Chega um momento em que, diante da brutalidade dos fatos, só resta pedir paz. As explicações precisam ficar para depois, porque a emoção é péssima conselheira e pode abrir passagem a uma enxurrada de opiniões irrefletidas que em nada contribuirão para acalmar o espírito e cicatrizar as feridas da alma.
Não é demais dizer que o país sangra através de Suzano, assim como continua sangrando através de Brumadinho, de Marielle, dos quase 64 mil assassinatos ocorridos em 2018, dos 367 policiais mortos no mesmo ano, dos 1.133 feminicídios notificados em 2017. Estamos tão profundamente mergulhados na violência que os discursos pós-tragédia têm que ser de paz. É necessário clamar e agir em prol da paz. Todos os esforços têm de ser empreendidos para neutralizar a sanha destruidora que parece ter tomado conta do país. Há que se tomar cuidado com a fala, pois, ensina-nos a sociolinguística, os discursos são performativos.
Lamentavelmente os discursos que banalizam a vida estão presentes por toda parte.

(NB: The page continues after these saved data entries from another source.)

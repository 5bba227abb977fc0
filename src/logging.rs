//! Subscriber setup.
//!
//! The editor owns the terminal, so log lines never go to stdout or stderr:
//! they go to `--log-file` when one is given and are discarded otherwise.
//! Users see failures through toasts either way.

use std::fs::File;
use std::path::{Path, PathBuf};
use std::sync::Mutex;

use anyhow::{Context, Result};
use tracing_subscriber::EnvFilter;
use tracing_subscriber::fmt::writer::BoxMakeWriter;

#[derive(Debug, Clone, PartialEq, Eq)]
pub enum LogTarget {
    File(PathBuf),
    Discard,
}

impl LogTarget {
    pub fn from_flag(log_file: Option<&Path>) -> Self {
        log_file.map_or(Self::Discard, |path| Self::File(path.to_path_buf()))
    }

    /// Writer for the fmt layer. Creates (truncates) the log file.
    ///
    /// # Errors
    ///
    /// Fails when the log file cannot be created.
    pub fn make_writer(&self) -> Result<BoxMakeWriter> {
        match self {
            Self::File(path) => {
                let file = File::create(path)
                    .with_context(|| format!("Failed to create log file {}", path.display()))?;
                Ok(BoxMakeWriter::new(Mutex::new(file)))
            }
            Self::Discard => Ok(BoxMakeWriter::new(std::io::sink)),
        }
    }
}

fn env_filter() -> EnvFilter {
    EnvFilter::from_default_env().add_directive(tracing::Level::INFO.into())
}

/// Install the global subscriber.
///
/// # Errors
///
/// Fails when the log file cannot be created.
pub fn init(target: &LogTarget) -> Result<()> {
    tracing_subscriber::fmt()
        .with_env_filter(env_filter())
        .with_ansi(false)
        .with_writer(target.make_writer()?)
        .init();
    Ok(())
}
use ratatui::prelude::*;
use ratatui::widgets::{Block, Borders, Clear, Padding, Paragraph};
use unicode_width::UnicodeWidthChar;

use crate::app::Model;

pub fn render_file_prompt(model: &Model, frame: &mut Frame, area: Rect) {
    let Some(prompt) = &model.prompt else {
        return;
    };
    let popup = centered_popup_rect(area.width.saturating_sub(8).max(40), 7, area);
    let dim_style = Style::default().fg(Color::Indexed(245));

    // Keep the tail of long paths visible.
    let room = usize::from(popup.width.saturating_sub(6));
    let shown = tail_within(&prompt.input, room);

    let lines = vec![
        Line::from(vec![
            Span::raw(shown),
            Span::styled(" ", Style::default().bg(Color::White)),
        ]),
        Line::raw(""),
        Line::styled("Enter: open \u{2502} Esc: cancel", dim_style),
    ];

    let block = Block::default()
        .title("Open File")
        .borders(Borders::ALL)
        .padding(Padding::horizontal(1))
        .style(Style::default().bg(Color::Black).fg(Color::White));
    frame.render_widget(Clear, popup);
    frame.render_widget(Paragraph::new(lines).block(block), popup);
}

pub fn render_help_overlay(model: &Model, frame: &mut Frame, area: Rect) {
    let popup_width = area.width.saturating_sub(12).max(48);
    let popup_height = area.height.saturating_sub(2).max(12);
    let popup = centered_popup_rect(popup_width, popup_height, area);

    let global_cfg = model
        .config_global_path
        .as_ref()
        .map_or_else(|| "<unknown>".to_string(), |p| p.display().to_string());
    let local_cfg = model
        .config_local_path
        .as_ref()
        .map_or_else(|| "<none>".to_string(), |p| p.display().to_string());

    let section_style = Style::default()
        .fg(Color::Yellow)
        .add_modifier(Modifier::BOLD);
    let dim_style = Style::default().fg(Color::Indexed(245));

    let lines = vec![
        Line::styled("File", section_style),
        Line::raw("  Ctrl-o              Choose a file to edit"),
        Line::raw("  Ctrl-s              Save to the open file"),
        Line::raw("  Ctrl-q / Ctrl-c     Quit (twice with unsaved changes)"),
        Line::raw(""),
        Line::styled("Editor", section_style),
        Line::raw("  Arrows, Home/End    Navigate"),
        Line::raw("  Ctrl+Home/End       Buffer start / end"),
        Line::raw("  PageUp/PageDown     Scroll"),
        Line::raw(""),
        Line::styled("Config", section_style),
        Line::raw(format!("  Global: {global_cfg}")),
        Line::raw(format!("  Local override: {local_cfg}")),
        Line::raw(""),
        Line::styled("Any key closes", dim_style),
    ];

    let block = Block::default()
        .title("Help")
        .borders(Borders::ALL)
        .padding(Padding::uniform(1))
        .style(Style::default().bg(Color::Black).fg(Color::White));

    frame.render_widget(Clear, popup);
    frame.render_widget(Paragraph::new(lines).block(block), popup);
}

/// The longest suffix of `text` that fits in `width` columns.
fn tail_within(text: &str, width: usize) -> &str {
    let mut used = 0;
    let mut start = text.len();
    for (idx, ch) in text.char_indices().rev() {
        used += ch.width().unwrap_or(0);
        if used > width {
            break;
        }
        start = idx;
    }
    &text[start..]
}

fn centered_popup_rect(width: u16, height: u16, area: Rect) -> Rect {
    let w = width.min(area.width);
    let h = height.min(area.height);
    let x = area.x + (area.width.saturating_sub(w) / 2);
    let y = area.y + (area.height.saturating_sub(h) / 2);
    Rect::new(x, y, w, h)
}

Dos programas policialescos da TV, que apresentam a má sorte alheia como espetáculo vespertino, ao gesto do então candidato Jair Bolsonaro (PSL), que do palanque simulou o fuzilamento de seus opositores, um cardápio macabro de desvalorização da vida desfila diariamente ao alcance dos olhos e ouvidos de todos. A glamourização do ato de matar ocorre em ambiente mais restrito, normalmente em fóruns específicos na web profunda acessíveis para quem quiser encontrá-los. Nossa única chance, como sociedade, consiste em tornar os discursos de paz mais frequentes e mais intensos que as falas que transmitem ódio.
Que fique bem claro que a opção pela paz não coaduna com rendição diante de quem semeia ódio e intolerância para se locupletar com a insegurança da sociedade - estratégia desprezível ilustrada pela sugestão de que os professores deveriam portar armas. Não, senhores senadores, deputados e presidente, não precisamos de mais armas. Precisamos é de reconquistar a nossa paz.